## About this task
Locate, in the data below, the line that contains "if let Some(waker)" and the line that contains "self.slot.borrow_mut().registration = Some(registration);"; reproduce exactly those two lines and every line between them, nothing more.

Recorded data

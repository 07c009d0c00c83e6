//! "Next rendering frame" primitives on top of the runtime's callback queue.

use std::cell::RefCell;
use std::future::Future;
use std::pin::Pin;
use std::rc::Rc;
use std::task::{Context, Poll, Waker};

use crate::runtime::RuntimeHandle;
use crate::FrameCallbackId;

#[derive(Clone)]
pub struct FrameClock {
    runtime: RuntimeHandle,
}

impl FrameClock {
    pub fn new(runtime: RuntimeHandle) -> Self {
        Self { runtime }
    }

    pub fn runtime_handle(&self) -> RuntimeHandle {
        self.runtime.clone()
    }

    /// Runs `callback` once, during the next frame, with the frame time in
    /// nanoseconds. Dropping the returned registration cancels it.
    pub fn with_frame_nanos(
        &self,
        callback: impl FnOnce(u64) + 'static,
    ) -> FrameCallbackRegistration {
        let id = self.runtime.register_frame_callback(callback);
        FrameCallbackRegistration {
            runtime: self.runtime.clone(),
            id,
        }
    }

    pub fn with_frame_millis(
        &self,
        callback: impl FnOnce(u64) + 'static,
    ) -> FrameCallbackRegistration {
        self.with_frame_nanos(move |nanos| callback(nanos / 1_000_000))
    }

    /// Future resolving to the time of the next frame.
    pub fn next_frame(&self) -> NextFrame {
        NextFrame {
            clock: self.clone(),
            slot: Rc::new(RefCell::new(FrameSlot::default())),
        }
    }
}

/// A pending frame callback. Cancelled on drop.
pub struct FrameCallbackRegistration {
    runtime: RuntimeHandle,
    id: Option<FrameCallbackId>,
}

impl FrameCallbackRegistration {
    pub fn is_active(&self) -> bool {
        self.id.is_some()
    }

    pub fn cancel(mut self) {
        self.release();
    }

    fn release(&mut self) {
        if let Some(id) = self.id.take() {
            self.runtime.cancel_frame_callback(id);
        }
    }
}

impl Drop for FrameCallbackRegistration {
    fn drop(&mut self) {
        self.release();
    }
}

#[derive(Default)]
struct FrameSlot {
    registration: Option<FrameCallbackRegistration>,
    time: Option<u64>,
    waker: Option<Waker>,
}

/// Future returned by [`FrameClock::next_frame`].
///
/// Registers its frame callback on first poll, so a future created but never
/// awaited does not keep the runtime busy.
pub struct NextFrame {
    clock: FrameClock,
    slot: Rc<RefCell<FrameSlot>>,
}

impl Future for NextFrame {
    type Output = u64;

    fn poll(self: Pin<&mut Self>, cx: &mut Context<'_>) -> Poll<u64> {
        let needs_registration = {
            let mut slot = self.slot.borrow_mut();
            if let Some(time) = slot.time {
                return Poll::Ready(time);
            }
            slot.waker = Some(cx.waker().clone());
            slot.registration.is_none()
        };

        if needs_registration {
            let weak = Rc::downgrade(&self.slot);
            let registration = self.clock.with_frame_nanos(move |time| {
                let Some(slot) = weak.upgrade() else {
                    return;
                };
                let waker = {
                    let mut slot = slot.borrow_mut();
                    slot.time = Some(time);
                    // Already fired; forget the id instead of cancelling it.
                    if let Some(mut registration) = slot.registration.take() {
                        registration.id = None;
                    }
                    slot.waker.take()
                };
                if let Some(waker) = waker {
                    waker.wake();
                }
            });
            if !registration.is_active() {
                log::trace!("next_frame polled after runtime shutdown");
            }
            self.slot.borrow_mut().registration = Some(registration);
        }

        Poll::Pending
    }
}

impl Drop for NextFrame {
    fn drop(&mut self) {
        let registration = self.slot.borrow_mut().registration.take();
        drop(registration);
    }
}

---

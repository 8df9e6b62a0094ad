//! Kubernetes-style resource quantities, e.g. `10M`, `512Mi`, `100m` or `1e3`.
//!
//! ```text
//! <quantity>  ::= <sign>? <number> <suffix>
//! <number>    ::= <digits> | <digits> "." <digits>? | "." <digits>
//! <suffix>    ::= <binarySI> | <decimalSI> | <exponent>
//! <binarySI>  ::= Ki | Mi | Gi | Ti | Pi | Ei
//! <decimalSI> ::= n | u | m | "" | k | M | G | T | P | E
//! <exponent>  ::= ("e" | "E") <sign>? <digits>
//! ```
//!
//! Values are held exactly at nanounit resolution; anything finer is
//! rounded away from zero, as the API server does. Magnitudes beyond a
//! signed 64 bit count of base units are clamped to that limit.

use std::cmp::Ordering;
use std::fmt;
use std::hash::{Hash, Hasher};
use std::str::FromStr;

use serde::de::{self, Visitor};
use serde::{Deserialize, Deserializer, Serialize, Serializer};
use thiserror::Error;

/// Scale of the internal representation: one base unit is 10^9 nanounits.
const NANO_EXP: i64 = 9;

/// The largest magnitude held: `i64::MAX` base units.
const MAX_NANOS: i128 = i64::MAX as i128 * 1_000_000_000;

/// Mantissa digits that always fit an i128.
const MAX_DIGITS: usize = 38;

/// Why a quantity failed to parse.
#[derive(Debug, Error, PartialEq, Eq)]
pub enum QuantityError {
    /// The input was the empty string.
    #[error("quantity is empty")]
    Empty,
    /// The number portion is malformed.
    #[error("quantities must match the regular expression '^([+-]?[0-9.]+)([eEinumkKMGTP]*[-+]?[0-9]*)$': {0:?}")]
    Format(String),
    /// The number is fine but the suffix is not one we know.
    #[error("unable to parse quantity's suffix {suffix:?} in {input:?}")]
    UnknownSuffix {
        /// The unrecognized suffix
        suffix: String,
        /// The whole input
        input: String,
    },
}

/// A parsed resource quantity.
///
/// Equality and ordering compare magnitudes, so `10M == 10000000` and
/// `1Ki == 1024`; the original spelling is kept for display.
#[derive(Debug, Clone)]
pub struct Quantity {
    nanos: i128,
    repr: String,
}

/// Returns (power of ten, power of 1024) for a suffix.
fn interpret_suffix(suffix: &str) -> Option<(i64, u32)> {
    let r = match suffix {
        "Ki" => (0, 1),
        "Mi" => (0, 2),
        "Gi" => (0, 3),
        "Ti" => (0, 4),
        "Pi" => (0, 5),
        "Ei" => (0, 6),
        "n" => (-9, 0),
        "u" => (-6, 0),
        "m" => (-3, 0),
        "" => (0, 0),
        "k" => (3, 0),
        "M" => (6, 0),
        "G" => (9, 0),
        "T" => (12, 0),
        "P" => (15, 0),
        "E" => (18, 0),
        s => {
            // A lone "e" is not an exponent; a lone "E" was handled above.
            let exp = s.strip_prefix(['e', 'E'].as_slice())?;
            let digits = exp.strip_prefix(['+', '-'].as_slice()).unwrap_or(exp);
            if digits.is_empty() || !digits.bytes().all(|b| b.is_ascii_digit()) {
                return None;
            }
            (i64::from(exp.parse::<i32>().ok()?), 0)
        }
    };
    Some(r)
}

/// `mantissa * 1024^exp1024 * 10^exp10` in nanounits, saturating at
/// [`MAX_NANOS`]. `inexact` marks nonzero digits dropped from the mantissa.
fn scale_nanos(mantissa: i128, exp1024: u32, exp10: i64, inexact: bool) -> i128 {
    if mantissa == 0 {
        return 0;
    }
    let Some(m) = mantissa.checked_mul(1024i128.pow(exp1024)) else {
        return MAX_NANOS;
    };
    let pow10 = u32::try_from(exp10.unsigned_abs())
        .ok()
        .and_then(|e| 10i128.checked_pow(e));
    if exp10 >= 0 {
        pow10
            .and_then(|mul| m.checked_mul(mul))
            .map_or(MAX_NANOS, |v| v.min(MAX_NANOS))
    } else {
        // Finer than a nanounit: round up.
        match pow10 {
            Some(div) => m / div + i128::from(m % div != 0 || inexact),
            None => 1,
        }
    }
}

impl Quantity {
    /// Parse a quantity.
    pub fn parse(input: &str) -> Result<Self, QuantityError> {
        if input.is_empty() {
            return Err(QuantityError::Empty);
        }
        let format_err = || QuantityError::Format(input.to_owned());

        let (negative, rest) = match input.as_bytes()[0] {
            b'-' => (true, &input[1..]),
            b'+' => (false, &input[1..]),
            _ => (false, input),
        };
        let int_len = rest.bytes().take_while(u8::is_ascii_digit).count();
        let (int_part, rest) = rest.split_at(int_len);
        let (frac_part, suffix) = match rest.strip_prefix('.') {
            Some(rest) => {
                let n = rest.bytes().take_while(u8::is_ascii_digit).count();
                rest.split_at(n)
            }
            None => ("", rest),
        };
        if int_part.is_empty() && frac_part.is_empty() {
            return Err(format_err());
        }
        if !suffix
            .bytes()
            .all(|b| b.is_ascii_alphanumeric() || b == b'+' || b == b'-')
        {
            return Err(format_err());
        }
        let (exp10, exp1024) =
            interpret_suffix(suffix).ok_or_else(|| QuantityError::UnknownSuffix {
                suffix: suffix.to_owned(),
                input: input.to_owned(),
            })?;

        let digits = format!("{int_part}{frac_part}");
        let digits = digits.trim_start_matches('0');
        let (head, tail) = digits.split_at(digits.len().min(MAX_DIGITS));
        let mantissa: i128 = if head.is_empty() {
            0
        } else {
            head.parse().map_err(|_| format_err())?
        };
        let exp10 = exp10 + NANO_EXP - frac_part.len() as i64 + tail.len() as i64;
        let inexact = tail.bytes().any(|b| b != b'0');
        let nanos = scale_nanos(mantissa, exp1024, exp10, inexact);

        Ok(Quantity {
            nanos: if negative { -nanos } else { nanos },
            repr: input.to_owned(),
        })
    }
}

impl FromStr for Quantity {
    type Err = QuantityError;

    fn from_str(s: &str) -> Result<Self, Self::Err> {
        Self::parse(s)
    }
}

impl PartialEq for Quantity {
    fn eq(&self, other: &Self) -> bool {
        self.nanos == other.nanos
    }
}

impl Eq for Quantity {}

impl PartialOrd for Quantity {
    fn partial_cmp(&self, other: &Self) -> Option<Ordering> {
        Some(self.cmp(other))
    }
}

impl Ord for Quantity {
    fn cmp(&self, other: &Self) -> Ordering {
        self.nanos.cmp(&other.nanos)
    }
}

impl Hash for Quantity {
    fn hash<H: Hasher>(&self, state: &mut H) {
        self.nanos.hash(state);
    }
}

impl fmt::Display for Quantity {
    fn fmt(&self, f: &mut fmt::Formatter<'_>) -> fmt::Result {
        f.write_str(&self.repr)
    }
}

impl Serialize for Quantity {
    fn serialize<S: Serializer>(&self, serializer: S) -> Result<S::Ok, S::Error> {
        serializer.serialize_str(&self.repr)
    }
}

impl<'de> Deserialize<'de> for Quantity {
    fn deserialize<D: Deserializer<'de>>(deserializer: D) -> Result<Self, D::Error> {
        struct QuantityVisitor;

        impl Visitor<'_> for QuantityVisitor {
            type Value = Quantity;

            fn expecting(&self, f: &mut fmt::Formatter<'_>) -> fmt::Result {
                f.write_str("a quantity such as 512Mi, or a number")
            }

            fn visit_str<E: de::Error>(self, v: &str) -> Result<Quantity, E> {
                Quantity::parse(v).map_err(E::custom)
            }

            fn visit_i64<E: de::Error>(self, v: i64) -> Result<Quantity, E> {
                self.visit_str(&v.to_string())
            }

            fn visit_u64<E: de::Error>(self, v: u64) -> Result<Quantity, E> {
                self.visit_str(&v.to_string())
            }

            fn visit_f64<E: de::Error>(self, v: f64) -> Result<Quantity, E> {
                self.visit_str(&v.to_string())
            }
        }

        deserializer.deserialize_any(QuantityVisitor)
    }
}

==

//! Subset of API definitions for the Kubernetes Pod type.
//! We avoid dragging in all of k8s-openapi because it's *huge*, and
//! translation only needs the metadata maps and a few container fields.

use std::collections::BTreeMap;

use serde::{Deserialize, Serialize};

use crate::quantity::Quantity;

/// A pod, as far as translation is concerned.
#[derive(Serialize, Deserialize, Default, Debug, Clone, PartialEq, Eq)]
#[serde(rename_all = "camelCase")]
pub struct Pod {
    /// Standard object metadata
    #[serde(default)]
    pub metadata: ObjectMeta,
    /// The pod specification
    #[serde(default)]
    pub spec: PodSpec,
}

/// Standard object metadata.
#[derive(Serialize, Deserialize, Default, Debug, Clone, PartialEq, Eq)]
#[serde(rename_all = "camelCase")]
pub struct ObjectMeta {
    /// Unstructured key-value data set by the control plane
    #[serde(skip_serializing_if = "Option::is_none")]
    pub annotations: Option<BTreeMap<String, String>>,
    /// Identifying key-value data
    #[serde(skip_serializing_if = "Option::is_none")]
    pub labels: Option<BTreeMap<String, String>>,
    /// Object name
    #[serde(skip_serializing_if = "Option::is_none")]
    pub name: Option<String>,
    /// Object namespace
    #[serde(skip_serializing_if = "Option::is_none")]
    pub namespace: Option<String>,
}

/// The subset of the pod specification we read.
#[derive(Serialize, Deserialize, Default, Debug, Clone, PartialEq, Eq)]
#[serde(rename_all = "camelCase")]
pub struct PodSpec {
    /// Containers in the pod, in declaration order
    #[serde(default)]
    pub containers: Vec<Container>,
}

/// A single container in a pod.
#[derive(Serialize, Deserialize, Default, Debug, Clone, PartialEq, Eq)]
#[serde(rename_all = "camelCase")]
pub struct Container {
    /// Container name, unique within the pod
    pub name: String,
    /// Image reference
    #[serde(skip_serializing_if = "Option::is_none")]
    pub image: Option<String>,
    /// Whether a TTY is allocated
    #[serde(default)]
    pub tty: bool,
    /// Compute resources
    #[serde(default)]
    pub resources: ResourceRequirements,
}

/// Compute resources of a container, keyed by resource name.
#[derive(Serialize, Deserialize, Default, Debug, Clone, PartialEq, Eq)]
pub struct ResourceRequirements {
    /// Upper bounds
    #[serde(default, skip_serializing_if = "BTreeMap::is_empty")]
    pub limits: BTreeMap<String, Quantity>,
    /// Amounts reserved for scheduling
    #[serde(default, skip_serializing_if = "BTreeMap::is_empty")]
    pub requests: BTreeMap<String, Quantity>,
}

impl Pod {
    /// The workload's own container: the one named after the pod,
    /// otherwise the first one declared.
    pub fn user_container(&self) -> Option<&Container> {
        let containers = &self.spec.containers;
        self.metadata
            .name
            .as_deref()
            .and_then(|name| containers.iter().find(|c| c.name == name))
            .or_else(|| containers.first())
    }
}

## Task result
                if let Some(waker) = waker {
                    waker.wake();
                }
            });
            if !registration.is_active() {
                log::trace!("next_frame polled after runtime shutdown");
            }
            self.slot.borrow_mut().registration = Some(registration);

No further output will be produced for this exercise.